## REQUIREMENT
A word-for-word transcription of every record is needed.
---------------
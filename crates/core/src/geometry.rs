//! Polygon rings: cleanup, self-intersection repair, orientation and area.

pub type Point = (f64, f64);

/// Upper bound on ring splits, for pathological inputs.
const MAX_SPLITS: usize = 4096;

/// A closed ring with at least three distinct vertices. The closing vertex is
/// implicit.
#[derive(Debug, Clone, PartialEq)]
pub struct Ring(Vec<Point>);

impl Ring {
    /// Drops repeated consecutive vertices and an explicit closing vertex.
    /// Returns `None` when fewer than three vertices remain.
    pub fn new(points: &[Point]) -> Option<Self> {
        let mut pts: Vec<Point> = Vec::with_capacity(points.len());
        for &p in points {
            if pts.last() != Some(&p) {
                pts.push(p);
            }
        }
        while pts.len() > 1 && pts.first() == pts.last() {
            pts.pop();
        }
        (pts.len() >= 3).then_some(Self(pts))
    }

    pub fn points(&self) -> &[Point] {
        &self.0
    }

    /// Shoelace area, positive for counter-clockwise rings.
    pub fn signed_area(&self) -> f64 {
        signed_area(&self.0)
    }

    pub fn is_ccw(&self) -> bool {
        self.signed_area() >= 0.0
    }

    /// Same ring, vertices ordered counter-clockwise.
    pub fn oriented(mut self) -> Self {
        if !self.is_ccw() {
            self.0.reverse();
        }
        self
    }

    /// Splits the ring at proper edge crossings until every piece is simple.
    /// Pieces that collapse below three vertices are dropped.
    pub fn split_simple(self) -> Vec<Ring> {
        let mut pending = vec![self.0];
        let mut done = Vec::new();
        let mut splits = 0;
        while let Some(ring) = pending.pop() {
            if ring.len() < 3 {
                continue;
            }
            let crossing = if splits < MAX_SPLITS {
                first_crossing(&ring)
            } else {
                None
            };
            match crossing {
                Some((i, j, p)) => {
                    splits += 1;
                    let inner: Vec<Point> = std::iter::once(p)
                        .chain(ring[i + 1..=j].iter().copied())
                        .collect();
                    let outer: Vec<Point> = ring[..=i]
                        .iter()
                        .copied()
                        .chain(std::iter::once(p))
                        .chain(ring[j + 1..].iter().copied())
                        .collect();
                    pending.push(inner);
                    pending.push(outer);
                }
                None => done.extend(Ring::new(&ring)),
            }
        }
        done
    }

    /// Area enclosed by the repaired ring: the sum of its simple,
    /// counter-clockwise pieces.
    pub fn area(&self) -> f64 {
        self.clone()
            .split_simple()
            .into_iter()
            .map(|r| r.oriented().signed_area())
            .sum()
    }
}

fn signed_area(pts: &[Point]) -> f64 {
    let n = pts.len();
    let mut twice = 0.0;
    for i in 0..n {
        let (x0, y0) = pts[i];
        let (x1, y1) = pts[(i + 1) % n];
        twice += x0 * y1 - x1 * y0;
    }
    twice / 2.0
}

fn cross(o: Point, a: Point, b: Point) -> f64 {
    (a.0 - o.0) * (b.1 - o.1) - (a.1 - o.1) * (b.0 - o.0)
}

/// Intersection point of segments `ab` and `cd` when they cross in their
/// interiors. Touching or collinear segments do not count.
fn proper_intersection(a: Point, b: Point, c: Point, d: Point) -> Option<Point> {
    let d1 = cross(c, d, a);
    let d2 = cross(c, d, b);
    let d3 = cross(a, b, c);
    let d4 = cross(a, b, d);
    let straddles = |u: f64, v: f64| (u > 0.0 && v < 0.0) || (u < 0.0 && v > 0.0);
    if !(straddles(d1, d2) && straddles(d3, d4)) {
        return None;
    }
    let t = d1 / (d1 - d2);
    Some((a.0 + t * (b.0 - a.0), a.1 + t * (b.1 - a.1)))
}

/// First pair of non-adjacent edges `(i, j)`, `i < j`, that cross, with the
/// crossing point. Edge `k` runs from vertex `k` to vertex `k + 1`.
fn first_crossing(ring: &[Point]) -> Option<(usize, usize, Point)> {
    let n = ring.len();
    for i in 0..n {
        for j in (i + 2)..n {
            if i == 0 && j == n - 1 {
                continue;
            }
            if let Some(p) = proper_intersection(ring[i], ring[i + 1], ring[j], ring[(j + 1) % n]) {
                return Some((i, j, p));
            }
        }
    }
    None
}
---------------
## SOLUTION BELOW
filename crates/core/src/geometry.rs
//! Polygon rings: cleanup, self-intersection repair, orientation and area.

pub type Point = (f64, f64);

/// Upper bound on ring splits, for pathological inputs.
const MAX_SPLITS: usize = 4096;

/// A closed ring with at least three distinct vertices. The closing vertex is
/// implicit.
#[derive(Debug, Clone, PartialEq)]
pub struct Ring(Vec<Point>);

impl Ring {
    /// Drops repeated consecutive vertices and an explicit closing vertex.
    /// Returns `None` when fewer than three vertices remain.
    pub fn new(points: &[Point]) -> Option<Self> {
        let mut pts: Vec<Point> = Vec::with_capacity(points.len());
        for &p in points {
            if pts.last() != Some(&p) {
                pts.push(p);
            }
        }
        while pts.len() > 1 && pts.first() == pts.last() {
            pts.pop();
        }
        (pts.len() >= 3).then_some(Self(pts))
    }

    pub fn points(&self) -> &[Point] {
        &self.0
    }

    /// Shoelace area, positive for counter-clockwise rings.
    pub fn signed_area(&self) -> f64 {
        signed_area(&self.0)
    }

    pub fn is_ccw(&self) -> bool {
        self.signed_area() >= 0.0
    }

    /// Same ring, vertices ordered counter-clockwise.
    pub fn oriented(mut self) -> Self {
        if !self.is_ccw() {
            self.0.reverse();
        }
        self
    }

    /// Splits the ring at proper edge crossings until every piece is simple.
    /// Pieces that collapse below three vertices are dropped.
    pub fn split_simple(self) -> Vec<Ring> {
        let mut pending = vec![self.0];
        let mut done = Vec::new();
        let mut splits = 0;
        while let Some(ring) = pending.pop() {
            if ring.len() < 3 {
                continue;
            }
            let crossing = if splits < MAX_SPLITS {
                first_crossing(&ring)
            } else {
                None
            };
            match crossing {
                Some((i, j, p)) => {
                    splits += 1;
                    let inner: Vec<Point> = std::iter::once(p)
                        .chain(ring[i + 1..=j].iter().copied())
                        .collect();
                    let outer: Vec<Point> = ring[..=i]
                        .iter()
                        .copied()
                        .chain(std::iter::once(p))
                        .chain(ring[j + 1..].iter().copied())
                        .collect();
                    pending.push(inner);
                    pending.push(outer);
                }
                None => done.extend(Ring::new(&ring)),
            }
        }
        done
    }

    /// Area enclosed by the repaired ring: the sum of its simple,
    /// counter-clockwise pieces.
    pub fn area(&self) -> f64 {
        self.clone()
            .split_simple()
            .into_iter()
            .map(|r| r.oriented().signed_area())
            .sum()
    }
}

fn signed_area(pts: &[Point]) -> f64 {
    let n = pts.len();
    let mut twice = 0.0;
    for i in 0..n {
        let (x0, y0) = pts[i];
        let (x1, y1) = pts[(i + 1) % n];
        twice += x0 * y1 - x1 * y0;
    }
    twice / 2.0
}

fn cross(o: Point, a: Point, b: Point) -> f64 {
    (a.0 - o.0) * (b.1 - o.1) - (a.1 - o.1) * (b.0 - o.0)
}

/// Intersection point of segments `ab` and `cd` when they cross in their
/// interiors. Touching or collinear segments do not count.
fn proper_intersection(a: Point, b: Point, c: Point, d: Point) -> Option<Point> {
    let d1 = cross(c, d, a);
    let d2 = cross(c, d, b);
    let d3 = cross(a, b, c);
    let d4 = cross(a, b, d);
    let straddles = |u: f64, v: f64| (u > 0.0 && v < 0.0) || (u < 0.0 && v > 0.0);
    if !(straddles(d1, d2) && straddles(d3, d4)) {
        return None;
    }
    let t = d1 / (d1 - d2);
    Some((a.0 + t * (b.0 - a.0), a.1 + t * (b.1 - a.1)))
}

/// First pair of non-adjacent edges `(i, j)`, `i < j`, that cross, with the
/// crossing point. Edge `k` runs from vertex `k` to vertex `k + 1`.
fn first_crossing(ring: &[Point]) -> Option<(usize, usize, Point)> {
    let n = ring.len();
    for i in 0..n {
        for j in (i + 2)..n {
            if i == 0 && j == n - 1 {
                continue;
            }
            if let Some(p) = proper_intersection(ring[i], ring[i + 1], ring[j], ring[(j + 1) % n]) {
                return Some((i, j, p));
            }
        }
    }
    None
}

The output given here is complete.